Award for pediatric nurse practitioner
YSN associate professor Patricia Ryan-Krause has been awarded the Connecticut National Association of Pediatric Nurse Practitioners (NAPNAP) PNP of the Year award for 2011. This award, given by the Connecticut chapter of NAPNAP, is offered to the member who best exemplifies the organization’s mission: promoting optimal health for children through leadership, practice, advocacy, education, or research. Ryan-Krause is in her 22nd year of clinical practice at Children’s Medical Group and is the 2003 and 2008 recipient of the YSN Annie W. Goodrich Award for Excellence in Teaching.

YSN professor receives double honors
Associate Professor Jacquelyn Taylor was recognized by the International Society of Nurses in Genetics with the Outstanding Research Award for her studies of hypertension in African American families. In addition, Taylor was inducted as a fellow of the American Academy of Nursing (AAN). Fellowship in AAN is awarded in recognition of outstanding contributions and achievements in the nursing profession.

Nurse-journalist is Poynter Fellow
On October 25, YSN hosted a talk by Theresa Brown, a 2011 Poynter Fellow in Journalism at Yale. Brown is a practicing nurse and a regular contributor to the New York Times blog “Well” and to She recently published the book, Critical Care: A New Nurse Faces Death, Life, and Everything in Between. Brown called the talk an opportunity to link nursing practice with nursing narratives: “Nurses must tell our stories to make our value clear.”

McCorkle awarded research prize
YSN professor Ruth McCorkle was presented the 2011 Yale Cancer Center Research Prize for her paper “Healthcare Utilization in Women After Abdominal Surgery for Ovarian Cancer,” published in the January/February issue of Nursing Research. McCorkle’s research outcomes have continually improved patient care and supportive services for our patients. She is the director of the psycho-oncology program at Yale Cancer Center, the Florence Wald Professor of Nursing at Yale School of Nursing, and a member of the Yale Cancer Center Cancer Prevention and Control Research Program.


School of Public Health

Paul D. Cleary, Dean

Downs Fellows present findings
Back from international research assignments in countries as diverse as Colombia and Malaysia, the 2011 Downs Fellows presented their findings at an annual symposium and poster session in late October. Fourteen Yale students from the schools of Public Health, Medicine, Nursing, and the physician associate program worked in countries around the world on health and medical issues such as diabetes control, maternal health, urban slum diseases, and AIDS. The Downs International Health Student Travel Fellowship was created to honor Wilbur G. Downs (1913–1991), professor of epidemiology and public health at Yale, and a renowned physician/scientist in the fields of tropical medicine and infectious diseases.
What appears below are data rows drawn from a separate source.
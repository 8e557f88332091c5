//! Custom-resource request and response envelopes.

use serde::{Deserialize, Serialize};
use serde_json::{Map, Value};

/// Lifecycle action requested by the orchestrator
#[derive(Debug, Clone, Copy, PartialEq, Eq, Serialize, Deserialize)]
pub enum RequestType {
    Create,
    Update,
    Delete,
}

/// Incoming custom-resource event
#[derive(Debug, Clone, Serialize, Deserialize)]
#[serde(rename_all = "PascalCase")]
pub struct CustomResourceEvent {
    pub request_type: RequestType,
    #[serde(rename = "ResponseURL", default)]
    pub response_url: String,
    #[serde(default)]
    pub stack_id: String,
    #[serde(default)]
    pub request_id: String,
    #[serde(default)]
    pub logical_resource_id: String,
    /// Free-form parameters; `VpcId` and `Sizes` are read from here
    #[serde(default)]
    pub resource_properties: Map<String, Value>,
}

/// Invocation context supplied by the runtime
#[derive(Debug, Clone, Default)]
pub struct Context {
    /// Used as the physical resource id in responses
    pub log_stream_name: String,
}

#[derive(Debug, Clone, Copy, PartialEq, Eq, Serialize, Deserialize)]
#[serde(rename_all = "SCREAMING_SNAKE_CASE")]
pub enum ResponseStatus {
    Success,
    Failed,
}

/// Payload returned on success
#[derive(Debug, Clone, PartialEq, Eq, Serialize, Deserialize)]
#[serde(rename_all = "PascalCase")]
pub struct ResponseData {
    pub cidr_blocks: Vec<String>,
}

/// Body sent back to the orchestrator
#[derive(Debug, Clone, PartialEq, Eq, Serialize, Deserialize)]
#[serde(rename_all = "PascalCase")]
pub struct ResponseBody {
    pub status: ResponseStatus,
    pub physical_resource_id: String,
    pub stack_id: String,
    pub request_id: String,
    pub logical_resource_id: String,
    #[serde(skip_serializing_if = "Option::is_none")]
    pub reason: Option<String>,
    #[serde(skip_serializing_if = "Option::is_none")]
    pub data: Option<ResponseData>,
}

impl ResponseBody {
    pub fn new(event: &CustomResourceEvent, context: &Context, status: ResponseStatus) -> Self {
        ResponseBody {
            status,
            physical_resource_id: context.log_stream_name.clone(),
            stack_id: event.stack_id.clone(),
            request_id: event.request_id.clone(),
            logical_resource_id: event.logical_resource_id.clone(),
            reason: None,
            data: None,
        }
    }

    pub fn success(event: &CustomResourceEvent, context: &Context) -> Self {
        Self::new(event, context, ResponseStatus::Success)
    }

    pub fn failed(event: &CustomResourceEvent, context: &Context, reason: impl Into<String>) -> Self {
        ResponseBody {
            reason: Some(reason.into()),
            ..Self::new(event, context, ResponseStatus::Failed)
        }
    }

    pub fn with_cidr_blocks(mut self, cidr_blocks: Vec<String>) -> Self {
        self.data = Some(ResponseData { cidr_blocks });
        self
    }
}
The fellowship supports graduate and professional students who undertake health-related research primarily in low- and middle-income countries.
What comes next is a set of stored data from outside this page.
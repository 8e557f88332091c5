//! # cidr-findr - find free IPv4 subnets inside a network
//!
//! This library allocates non-overlapping IPv4 CIDR blocks of requested
//! sizes from one or more parent networks, avoiding the subnets that already
//! exist there.
//!
//! ## Overview
//!
//! Allocation is a pure function of its inputs: the parent network CIDRs,
//! the existing subnet CIDRs, and an ordered list of requested prefix
//! lengths. Each request gets the lowest-addressed free block of exactly the
//! requested size, and every block handed out blocks later requests in the
//! same call. Either every request is satisfied or the call fails with a
//! single error.
//!
//! ## Architecture
//!
//! - `ip::range`: `AddressRange`, CIDR parsing/formatting and overlap tests
//! - `ip::allocator`: the first-fit search across parent networks
//! - `config` / `config_loader`: YAML allocation configs and VPC inventories
//! - `handler`: adapter for custom-resource lifecycle events
//!
//! ## Example Usage
//!
//! ```rust
//! use cidr_findr::ip::find_subnets;
//!
//! let allocated = find_subnets(
//!     &["10.0.0.0/16"],
//!     &["10.0.0.0/24", "10.0.1.0/24"],
//!     &[24, 24],
//! )?;
//!
//! assert_eq!(allocated, vec!["10.0.2.0/24", "10.0.3.0/24"]);
//! # Ok::<(), cidr_findr::ip::AllocationError>(())
//! ```
//!
//! ## Multiple Networks
//!
//! When several networks are given they are tried in the order of their
//! CIDR text, not their numeric address: `10.0.0.0/16` comes before
//! `9.0.0.0/16`. A request that does not fit in one network falls through to
//! the next.
//!
//! ## Error Handling
//!
//! The allocator returns `AllocationError` (built with `thiserror`):
//! malformed CIDRs, requests as large as the network, or no free space.
//! Application-level code (config loading, the CLI, the handler's
//! collaborators) uses `color_eyre::Result`.

pub mod config;
pub mod config_loader;
pub mod handler;
pub mod ip;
Novel anti-smoking effort to be launched in Connecticut
An unorthodox anti-smoking effort that offers at-risk people financial incentives if they successfully quit tobacco—and smaller rewards for progress toward doing so—has been designed by researchers at the YSPH and will be implemented statewide in coming months. The iQuit program will encourage both smokers and medical providers to participate in counseling and training sessions, peer coaching, and other smoking-cessation techniques. Financial incentives—up to a maximum of $350 per year—will be used to encourage smokers to attend these sessions and to achieve objective, verifiable goals in reducing and eliminating tobacco use.
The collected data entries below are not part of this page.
//! Subnet allocation logic.
//!
//! This file contains the first-fit search that places requested blocks
//! inside one or more parent networks, avoiding the subnets that already
//! exist there and every block handed out earlier in the same call.

use super::range::{block_size, AddressRange, CidrError, ADDRESS_BITS};

/// Errors raised while allocating subnets
#[derive(Debug, Clone, PartialEq, Eq, thiserror::Error)]
pub enum AllocationError {
    #[error(transparent)]
    Cidr(#[from] CidrError),

    #[error("Can't fit a /{requested} subnet in a /{network} network")]
    SizeTooLarge { requested: u8, network: u8 },

    #[error("Not enough space for the requested CIDR blocks")]
    InsufficientSpace { requested: u8 },

    #[error("No network CIDR blocks were supplied")]
    NoNetworks,
}

/// One parent network and the blocks already taken inside it
#[derive(Debug, Clone)]
pub struct Network {
    range: AddressRange,
    subnets: Vec<AddressRange>,
}

impl Network {
    pub fn new(range: AddressRange, subnets: Vec<AddressRange>) -> Self {
        Network { range, subnets }
    }

    pub fn range(&self) -> &AddressRange {
        &self.range
    }

    /// Existing subnets plus everything allocated so far, in insertion order
    pub fn subnets(&self) -> &[AddressRange] {
        &self.subnets
    }

    /// Find the lowest free block of the requested prefix length without
    /// reserving it.
    ///
    /// Candidates start at the network base and advance by the block size.
    pub fn find_slot(&self, requested: u8) -> Result<AddressRange, AllocationError> {
        if requested > ADDRESS_BITS {
            return Err(CidrError::InvalidPrefixLength(requested).into());
        }

        if requested <= self.range.prefix_length() {
            return Err(AllocationError::SizeTooLarge {
                requested,
                network: self.range.prefix_length(),
            });
        }

        let step = block_size(requested);
        let mut candidate_base = u64::from(self.range.base());

        while candidate_base < self.range.top() {
            let Ok(base) = u32::try_from(candidate_base) else {
                break;
            };

            let candidate = AddressRange::from_base_and_size(base, requested)?;
            if candidate.top() > self.range.top() {
                break;
            }

            if !self.subnets.iter().any(|subnet| candidate.overlaps(subnet)) {
                return Ok(candidate);
            }

            candidate_base += step;
        }

        Err(AllocationError::InsufficientSpace { requested })
    }

    /// Find the lowest free block and reserve it
    pub fn next_subnet(&mut self, requested: u8) -> Result<AddressRange, AllocationError> {
        let slot = self.find_slot(requested)?;
        self.subnets.push(slot);
        Ok(slot)
    }
}

/// Allocation context for a single call: the candidate parents, tried in
/// order, each with its own obstacle list.
#[derive(Debug, Clone)]
pub struct CidrFindr {
    networks: Vec<Network>,
}

impl CidrFindr {
    /// Build the context from CIDR strings.
    ///
    /// Both lists are sorted as text before parsing, so `10.0.0.0/16` is
    /// tried before `9.0.0.0/16`. A subnet joins the obstacle list of every
    /// network it overlaps; overlapping networks are not rejected.
    pub fn new<N, S>(networks: &[N], subnets: &[S]) -> Result<Self, AllocationError>
    where
        N: AsRef<str>,
        S: AsRef<str>,
    {
        let networks = sorted_ranges(networks)?;
        if networks.is_empty() {
            return Err(AllocationError::NoNetworks);
        }

        let subnets = sorted_ranges(subnets)?;

        let networks = networks
            .into_iter()
            .map(|network| {
                let inside = subnets
                    .iter()
                    .filter(|subnet| subnet.overlaps(&network))
                    .copied()
                    .collect();
                Network::new(network, inside)
            })
            .collect();

        Ok(CidrFindr { networks })
    }

    pub fn networks(&self) -> &[Network] {
        &self.networks
    }

    /// Place one block in the first network that has room for it.
    ///
    /// Fails with `SizeTooLarge` only when every network is too small for
    /// the request, otherwise with `InsufficientSpace`.
    pub fn next_subnet(&mut self, requested: u8) -> Result<AddressRange, AllocationError> {
        let mut too_large = None;
        let mut exhausted = false;
        let mut found = None;

        for network in &self.networks {
            match network.find_slot(requested) {
                Ok(slot) => {
                    found = Some(slot);
                    break;
                }
                Err(err @ AllocationError::SizeTooLarge { .. }) => {
                    log::debug!("{} is too small for a /{}", network.range, requested);
                    too_large.get_or_insert(err);
                }
                Err(AllocationError::InsufficientSpace { .. }) => {
                    log::debug!("No free /{} left in {}", requested, network.range);
                    exhausted = true;
                }
                Err(err) => return Err(err),
            }
        }

        match (found, too_large) {
            (Some(slot), _) => {
                self.reserve(slot);
                Ok(slot)
            }
            (None, Some(err)) if !exhausted => Err(err),
            (None, _) => Err(AllocationError::InsufficientSpace { requested }),
        }
    }

    /// Allocate one block per requested prefix length, in order.
    ///
    /// Either every request is satisfied and the context keeps the new
    /// blocks, or the first failure is returned and the context is left
    /// untouched.
    pub fn allocate(&mut self, sizes: &[u8]) -> Result<Vec<String>, AllocationError> {
        let mut scratch = self.clone();

        let allocated = sizes
            .iter()
            .map(|&requested| scratch.next_subnet(requested).map(|slot| slot.to_cidr()))
            .collect::<Result<Vec<_>, _>>()?;

        *self = scratch;
        Ok(allocated)
    }

    /// Record a new block as an obstacle in every network it falls inside
    fn reserve(&mut self, slot: AddressRange) {
        for network in self.networks.iter_mut().filter(|network| network.range.overlaps(&slot)) {
            network.subnets.push(slot);
        }
        log::debug!("Reserved {}", slot);
    }
}

/// Find free blocks for `sizes` inside `networks`, avoiding `subnets`.
///
/// Returns the allocated CIDRs in request order.
pub fn find_subnets<N, S>(networks: &[N], subnets: &[S], sizes: &[u8]) -> Result<Vec<String>, AllocationError>
where
    N: AsRef<str>,
    S: AsRef<str>,
{
    CidrFindr::new(networks, subnets)?.allocate(sizes)
}

fn sorted_ranges<T: AsRef<str>>(cidrs: &[T]) -> Result<Vec<AddressRange>, CidrError> {
    let mut sorted: Vec<&str> = cidrs.iter().map(AsRef::as_ref).collect();
    sorted.sort_unstable();
    sorted.into_iter().map(AddressRange::parse_cidr).collect()
}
A new tick-borne disease rises
Yale School of Public Health researchers, in collaboration with Russian scientists, have discovered a new tick-borne disease that they believe may occur in the United States. This new disease is caused by spirochete bacteria called Borrelia miyamotoi, which is distantly related to Borrelia burgdorferi, the spirochete that causes Lyme disease. Professor Durland Fish and colleagues found this new spirochete, previously known only from ticks in Japan, in deer ticks in Connecticut in 2001, but did not know then if it causes disease in humans. The bacteria have since been found in all ticks species that transmit Lyme disease throughout the United States and Europe.